In the starting 11, the eircom League was represented by two Cork City players, Joe Gamble taking his place on the right side of midfield and Roy O’Donovan looking to transfer his current fine form at club level into a strike partnership with Scunthorpe’s Andy Keogh. And the Cork duo were central to the best move of the first-half when, after 15 minutes, Newcastle United’s Alan O’Brien showed his speed to race up the left flank. His pass inside was swiftly moved on by Keogh to O’Donovan whose clever first-time ball into the path of Gamble ended with his club mate firing over the top.
O’Brien’s pace and crossing was a notable feature of Ireland’s attacking play, until he was forced off with a knock just four minutes before the break, Reading’s Stephen Hunt coming on in his place. Gamble also caught the eye with some typically industrious work and surging runs. On 26 minutes, he again broke forward to release O’Donovan in the box but this time the Cork City man saw his effort saved by Norwich City’s Paul Gallagher at the expense of a corner.
While Stephen McPhail and Darren Gibson enjoyed plenty of possession in midfield, the pick of Ireland’s defence was Paddy McCarthy, the Leicester man – who wore a protective mask for a facial injury — helping to keep Rangers’ striker Kris Boyd under wraps and using the ball intelligently when striding forward out of defence.
With Luton right-full Kevin Foley also impressive at the back, Irish goalkeeper Darren Randolph was troubled only in the last five minutes of the first 45. Ireland’s Gibson appeared to push Scott Brown inside the box but English referee Martin Atkinson took a charitable view, awarding the free kick right on the edge of the area. Kirk Broadfoot teed it up for Michael Stewart but his effort could only ripple the side-netting.

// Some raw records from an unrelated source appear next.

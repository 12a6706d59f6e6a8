//! Resolver configuration
//!
//! Loaded from YAML (`config/gurbani_search.yaml`) with every field
//! defaulted, then overlaid from the environment:
//!
//! | Variable | Effect |
//! |----------|--------|
//! | `GURBANI_SEARCH_CONFIG` | Path of the YAML file |
//! | `BANIDB_BASE_URL` | Overrides `provider.base_url` |
//! | `GURBANI_SEARCH_ADDR` | Overrides `server.addr` |

use std::path::Path;
use std::time::Duration;

use banidb_client::HttpProviderConfig;
use serde::{Deserialize, Serialize};

use crate::error::ConfigError;

/// Default configuration path
pub const DEFAULT_CONFIG_PATH: &str = "config/gurbani_search.yaml";

const DEFAULT_CATALOG_TTL_HOURS: i64 = 24;

/// Root configuration
#[derive(Debug, Clone, Default, Serialize, Deserialize)]
#[serde(default)]
pub struct ResolverConfig {
    pub provider: ProviderConfig,
    pub cascade: CascadeConfig,
    pub catalog: CatalogConfig,
    pub scoring: ScoringConfig,
    pub continuation: ContinuationConfig,
    pub server: ServerConfig,
}

/// External verse provider
#[derive(Debug, Clone, Serialize, Deserialize)]
#[serde(default)]
pub struct ProviderConfig {
    pub base_url: String,
    pub user_agent: String,
    pub timeout_secs: u64,
    /// Corpus scope passed with every search
    pub source: String,
    pub result_limit: usize,
}

impl Default for ProviderConfig {
    fn default() -> Self {
        Self {
            base_url: banidb_client::http::DEFAULT_BASE_URL.to_string(),
            user_agent: banidb_client::http::DEFAULT_USER_AGENT.to_string(),
            timeout_secs: banidb_client::http::DEFAULT_TIMEOUT_SECS,
            source: banidb_client::DEFAULT_SOURCE.to_string(),
            result_limit: banidb_client::DEFAULT_RESULT_LIMIT,
        }
    }
}

impl ProviderConfig {
    pub fn http(&self) -> HttpProviderConfig {
        HttpProviderConfig {
            base_url: self.base_url.clone(),
            user_agent: self.user_agent.clone(),
            timeout: Duration::from_secs(self.timeout_secs),
        }
    }
}

/// Strategy cascade pacing
#[derive(Debug, Clone, Serialize, Deserialize)]
#[serde(default)]
pub struct CascadeConfig {
    /// Delay before every search call
    pub pacing_delay_ms: u64,
    /// Bound on each search call
    pub call_timeout_secs: u64,
}

impl Default for CascadeConfig {
    fn default() -> Self {
        Self {
            pacing_delay_ms: 300,
            call_timeout_secs: 5,
        }
    }
}

impl CascadeConfig {
    pub fn pacing_delay(&self) -> Duration {
        Duration::from_millis(self.pacing_delay_ms)
    }

    pub fn call_timeout(&self) -> Duration {
        Duration::from_secs(self.call_timeout_secs)
    }
}

/// Composition catalog cache and fuzzy name matching
#[derive(Debug, Clone, Serialize, Deserialize)]
#[serde(default)]
pub struct CatalogConfig {
    pub ttl_hours: i64,
    pub fetch_timeout_secs: u64,
    /// Minimum similarity (0.0-1.0) for a fuzzy catalog name match
    pub fuzzy_threshold: f64,
}

impl Default for CatalogConfig {
    fn default() -> Self {
        Self {
            ttl_hours: DEFAULT_CATALOG_TTL_HOURS,
            fetch_timeout_secs: 5,
            fuzzy_threshold: 0.6,
        }
    }
}

impl CatalogConfig {
    /// Catalog time-to-live; a value `validate` rejects falls back to the default
    pub fn ttl(&self) -> chrono::Duration {
        chrono::Duration::try_hours(self.ttl_hours)
            .unwrap_or_else(|| chrono::Duration::hours(DEFAULT_CATALOG_TTL_HOURS))
    }

    pub fn fetch_timeout(&self) -> Duration {
        Duration::from_secs(self.fetch_timeout_secs)
    }
}

/// Adaptive confidence threshold
#[derive(Debug, Clone, Serialize, Deserialize)]
#[serde(default)]
pub struct ScoringConfig {
    /// Normalized queries longer than this use `long_query_threshold`
    pub long_query_chars: usize,
    pub long_query_threshold: u8,
    pub short_query_threshold: u8,
}

impl Default for ScoringConfig {
    fn default() -> Self {
        Self {
            long_query_chars: 15,
            long_query_threshold: 45,
            short_query_threshold: 55,
        }
    }
}

/// Same-composition continuation matching
#[derive(Debug, Clone, Serialize, Deserialize)]
#[serde(default)]
pub struct ContinuationConfig {
    /// Lines considered from the current one onward
    pub window: usize,
    pub accept_score: f64,
    /// Softer acceptance when at least one word matched
    pub soft_accept_score: f64,
}

impl Default for ContinuationConfig {
    fn default() -> Self {
        Self {
            window: 15,
            accept_score: 60.0,
            soft_accept_score: 40.0,
        }
    }
}

/// HTTP surface
#[derive(Debug, Clone, Serialize, Deserialize)]
#[serde(default)]
pub struct ServerConfig {
    pub addr: String,
}

impl Default for ServerConfig {
    fn default() -> Self {
        Self {
            addr: "127.0.0.1:3000".to_string(),
        }
    }
}

impl ResolverConfig {
    /// Load from a YAML file
    pub fn from_file(path: impl AsRef<Path>) -> Result<Self, ConfigError> {
        let path = path.as_ref();
        let raw = std::fs::read_to_string(path).map_err(|source| ConfigError::Read {
            path: path.display().to_string(),
            source,
        })?;
        Self::from_yaml(&raw).map_err(|source| ConfigError::Parse {
            path: path.display().to_string(),
            source,
        })
    }

    pub fn from_yaml(raw: &str) -> Result<Self, serde_yaml::Error> {
        serde_yaml::from_str(raw)
    }

    /// Load the file named by `GURBANI_SEARCH_CONFIG` (or the default path
    /// when it exists), then apply environment overrides and validate
    pub fn from_env() -> Result<Self, ConfigError> {
        let mut config = match std::env::var("GURBANI_SEARCH_CONFIG") {
            Ok(path) => Self::from_file(path)?,
            Err(_) if Path::new(DEFAULT_CONFIG_PATH).exists() => {
                Self::from_file(DEFAULT_CONFIG_PATH)?
            }
            Err(_) => Self::default(),
        };
        config.apply_overrides(|key| std::env::var(key).ok());
        config.validate()?;
        Ok(config)
    }

    /// Apply overrides from a key lookup (the environment in production)
    pub fn apply_overrides(&mut self, lookup: impl Fn(&str) -> Option<String>) {
        if let Some(url) = lookup("BANIDB_BASE_URL") {
            self.provider.base_url = url;
        }
        if let Some(addr) = lookup("GURBANI_SEARCH_ADDR") {
            self.server.addr = addr;
        }
    }

    pub fn validate(&self) -> Result<(), ConfigError> {
        url::Url::parse(&self.provider.base_url).map_err(|e| ConfigError::Invalid {
            field: "provider.base_url",
            reason: e.to_string(),
        })?;
        if !(0.0..=1.0).contains(&self.catalog.fuzzy_threshold) {
            return Err(ConfigError::Invalid {
                field: "catalog.fuzzy_threshold",
                reason: format!("{} is outside 0.0..=1.0", self.catalog.fuzzy_threshold),
            });
        }
        if self.catalog.ttl_hours <= 0 {
            return Err(ConfigError::Invalid {
                field: "catalog.ttl_hours",
                reason: "must be positive".to_string(),
            });
        }
        if chrono::Duration::try_hours(self.catalog.ttl_hours).is_none() {
            return Err(ConfigError::Invalid {
                field: "catalog.ttl_hours",
                reason: format!("{} hours is out of range", self.catalog.ttl_hours),
            });
        }
        if self.continuation.window == 0 {
            return Err(ConfigError::Invalid {
                field: "continuation.window",
                reason: "must be at least 1".to_string(),
            });
        }
        Ok(())
    }
}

Wolves’ Darren Potter replaced McPhail for the second half, and within minutes of the restart Pat Devlin made further changes, Anthony Stokes, Joe O’Cearuill and Lee Frecklington coming on for O’ Donovan, Alex Bruce and Darron Gibson.
Almost immediately, Stokes showed some of the classy touches which have made him the talk of Irish and Scottish football, but a goal continued to elude Devlin’s side, as Walter Smith also attempted to shake up his team with a series of substitutions. But it was Kris Boyd who came closest to breaking the deadlock, with an opportunistic long-range effort that just went the wrong side of Randolph’s post.
All the changes made it difficult for the game to regain any rhythm, although hard-running Stephen Hunt was at the heart of some of Ireland’s best creative play. And, in the 75th minute, Stokes did well to set up Andy Keogh directly in front of goal, only for his fellow striker to scuff his shot. Later, the Dubliner made an opening for Gamble, but his fierce drive was well turned around the post by substitute ‘keeper Mark Brown.
At the other end, the under-worked Randolph did well with a double save to first keep out Stephen Naismith’s shot and then tip the ball over the top under pressure from Boyd.
REPUBLIC OF IRELAND ‘B’: Randolph (Quigley 85), Foley, McCarthy, Bruce (O’Cearuill 51), Emmanuel, Gamble, McPhail (Potter 45), Gibson (Frecklington 51), O’Brien, Keogh (Long 77), O’Donovan (Stokes 51)
SCOTLAND ‘B’: Gallagher (M Brown 45), Whittaker, Broadfoot (Greer 53), Webster, Smith (Adam 60), S. Brown (Miller 53), Stewart, Pearson, Naismith, Boyd, Clark (McEvely)..
Referee: Martin Atkinson (England).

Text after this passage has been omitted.